Verkehr und Hausbau.

Auch für die Verkehrssituation um das Gemeindehaus herum wurden nun die Weichen gestellt: Der Bereich ab der Kreuzung der Ötztaler-, Kreuz- und Siedlungsstraße  soll dabei in alle vier Richtungen zu einer Begegnungszone gestaltet werden, wozu nun der einstimmige Grundsatzbeschluss getroffen werden konnte. Ob nun in dem mittels 20km/h-Geschwindigkeitsbegrenzung entschleunigten Straßenbereichs Gehsteige und Zebrastreifen noch nötig sind und wie der Bereich optisch hervorgehoben werden kann, wird nun geprüft werden. Mehr Stoff für Diskussionen boten dagegen die zum Beschluss aufgelegenen Verträge für die Mieter des Gemeindehauses: Ob acht Euro pro Quadratmeter für Arzt, Physiotherapeut und Raika nicht zu wenig seien in Anbetracht der niedrigen Energiekosten und ob nicht die Baukosten innerhalb von 20 bis 25 Jahren durch die Miete gedeckt sein sollten, wurde gefragt. Der Mietpreis sei nicht niedriger als im Gewerbegebiet und das obwohl Handelsflächen eigentlich generell teurer wären.

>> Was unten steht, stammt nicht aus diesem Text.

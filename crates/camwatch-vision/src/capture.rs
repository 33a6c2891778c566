//! 스크린 캡처 프레임 소스.
//!
//! xcap 기반 주 모니터 캡처 → 비율 유지 축소 → JPEG 페이로드.

use async_trait::async_trait;
use camwatch_core::error::CoreError;
use camwatch_core::models::image::{ImageKind, ImagePayload};
use camwatch_core::ports::frame_source::FrameSource;
use image::DynamicImage;
use tracing::debug;
use xcap::Monitor;

use crate::encoder::{self, DEFAULT_JPEG_QUALITY};

/// 스크린 캡처 프레임 소스 — `FrameSource` 포트 구현
pub struct ScreenFrameSource {
    /// 프레임 최대 너비 (초과 시 축소)
    max_width: u32,
    /// JPEG 품질
    quality: u8,
}

impl ScreenFrameSource {
    /// 새 캡처 소스 생성
    pub fn new(max_width: u32) -> Self {
        Self {
            max_width,
            quality: DEFAULT_JPEG_QUALITY,
        }
    }

    /// JPEG 품질 설정
    pub fn with_quality(mut self, quality: u8) -> Self {
        self.quality = quality;
        self
    }

    /// 주 모니터 스크린 캡처
    fn capture_primary() -> Result<DynamicImage, CoreError> {
        let monitors = Monitor::all()
            .map_err(|e| CoreError::CaptureFailed(format!("모니터 목록 조회 실패: {e}")))?;

        let monitor = monitors
            .into_iter()
            .find(|m| m.is_primary().unwrap_or(false))
            .or_else(|| Monitor::all().ok()?.into_iter().next())
            .ok_or(CoreError::CaptureUnavailable)?;

        let image = monitor
            .capture_image()
            .map_err(|e| CoreError::CaptureFailed(format!("스크린 캡처 실패: {e}")))?;

        debug!("스크린 캡처 완료: {}x{}", image.width(), image.height());

        Ok(DynamicImage::ImageRgba8(image))
    }
}

#[async_trait]
impl FrameSource for ScreenFrameSource {
    fn is_ready(&self) -> bool {
        Monitor::all().map(|m| !m.is_empty()).unwrap_or(false)
    }

    async fn acquire(&self) -> Result<ImagePayload, CoreError> {
        let max_width = self.max_width;
        let quality = self.quality;

        // xcap 캡처는 블로킹 호출 — 런타임 워커를 막지 않도록 분리
        let data = tokio_blocking(move || {
            let frame = Self::capture_primary()?;
            let scaled = encoder::downscale_to_width(&frame, max_width)?;
            encoder::encode_jpeg(&scaled, quality)
        })
        .await?;

        if data.is_empty() {
            return Err(CoreError::CaptureFailed("빈 프레임".to_string()));
        }

        Ok(ImagePayload::new(ImageKind::Jpeg, data))
    }

    fn source_name(&self) -> &str {
        "screen"
    }
}

/// 블로킹 클로저를 tokio 블로킹 풀에서 실행
async fn tokio_blocking<T, F>(f: F) -> Result<T, CoreError>
where
    T: Send + 'static,
    F: FnOnce() -> Result<T, CoreError> + Send + 'static,
{
    tokio::task::spawn_blocking(f)
        .await
        .map_err(|e| CoreError::Internal(format!("블로킹 태스크 실패: {e}")))?
}
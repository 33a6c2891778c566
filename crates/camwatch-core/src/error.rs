//! CAMWATCH 핵심 에러 타입.
//!
//! 모든 어댑터 crate는 자체 에러 타입에서 `#[from] CoreError`로 래핑하거나
//! `CoreError`를 직접 반환한다.

use thiserror::Error;

/// 코어 레이어 에러.
/// 캡처, 업스트림 호출, 유효성 검증 등 도메인 공통 에러를 정의한다.
#[derive(Debug, Error)]
pub enum CoreError {
    /// 캡처 장치/소스가 준비되지 않음
    #[error("캡처 소스 미준비 — 프레임 소스를 먼저 시작하세요")]
    CaptureUnavailable,

    /// 캡처 소스는 준비되었으나 프레임 획득 실패
    #[error("프레임 캡처 실패: {0}")]
    CaptureFailed(String),

    /// 필드 유효성 검증 실패
    #[error("유효성 검증 실패 — {field}: {message}")]
    Validation {
        /// 검증 실패한 필드명
        field: String,
        /// 실패 사유
        message: String,
    },

    /// 업스트림 엔드포인트 비정상 응답 (non-2xx)
    #[error("업스트림 에러 ({status}): {message}")]
    Endpoint {
        /// HTTP 상태 코드
        status: u16,
        /// 업스트림이 반환한 에러 본문
        message: String,
    },

    /// 요청 시간 초과
    #[error("업스트림 응답 시간 초과")]
    Timeout,

    /// 응답 본문을 기대한 형태로 파싱할 수 없음
    #[error("응답 파싱 실패: {0}")]
    MalformedResponse(String),

    /// 분석 사이클이 이미 진행 중 (단일 비행 가드)
    #[error("분석이 이미 진행 중입니다")]
    AlreadyInProgress,

    /// Rate Limit 초과 (429)
    #[error("요청 한도 초과, {retry_after_ms}ms 후 재시도")]
    RateLimit {
        /// 재시도 대기 시간 (밀리초)
        retry_after_ms: u64,
    },

    /// 설정값 오류 (API 키 미설정 등)
    #[error("설정 에러: {0}")]
    Config(String),

    /// 네트워크 에러 (연결 실패 등)
    #[error("네트워크 에러: {0}")]
    Network(String),

    /// JSON 직렬화/역직렬화 실패
    #[error("직렬화 에러: {0}")]
    Serialization(#[from] serde_json::Error),

    /// I/O 에러
    #[error("I/O 에러: {0}")]
    Io(#[from] std::io::Error),

    /// 내부 에러 (예상치 못한 상황)
    #[error("내부 에러: {0}")]
    Internal(String),
}

impl CoreError {
    /// 필드 유효성 검증 에러 생성 헬퍼
    pub fn validation(field: impl Into<String>, message: impl Into<String>) -> Self {
        CoreError::Validation {
            field: field.into(),
            message: message.into(),
        }
    }
}

#[cfg(test)]
mod tests {
    use super::*;

    #[test]
    fn error_display() {
        let err = CoreError::Endpoint {
            status: 500,
            message: "upstream exploded".to_string(),
        };
        assert!(err.to_string().contains("500"));
        assert!(err.to_string().contains("upstream exploded"));
    }

    #[test]
    fn validation_helper() {
        let err = CoreError::validation("primaryPrompt", "빈 문자열");
        match err {
            CoreError::Validation { field, message } => {
                assert_eq!(field, "primaryPrompt");
                assert_eq!(message, "빈 문자열");
            }
            other => panic!("unexpected: {other:?}"),
        }
    }
}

Und Kosten innerhalb von 25 Jahren zu decken, davon sei man heutzutage immer „himmelweit entfernt“, so der Dorfchef. Auch bei den neuen Bauplätzen in der Wiesrainstraße tut sich was: So wurde nun der Verkauf von zwei Grundstücken beschlossen, für einige weitere haben sich bereits Interessenten angekündigt: „Alle Tage melden sich Leute, die da hinwollen“, so Leitner. Dass die Parzellen trotz ihrer vergleichsweise geringen Größe von rund 300 Quadratmetern sehr begehrt sind, habe sich nun gezeigt, freute sich Leitner über den gelungenen Versuch, kleinere Grundstücke zu vermitteln. In einem weiteren Tagesordnungspunkt wurde der von der Gemeinde einbehaltene Prozentsatz des Erschließungsbeitrags der Gemeinde von 2,5 auf 1,15 Prozent erniedrigt, wodurch der Endbetrag für die Häuslbauer trotz der Satzerhöhung durch das Land gleich bleibt.

Die genaue Planung für die Begegnungszone kann nun angegangen werden.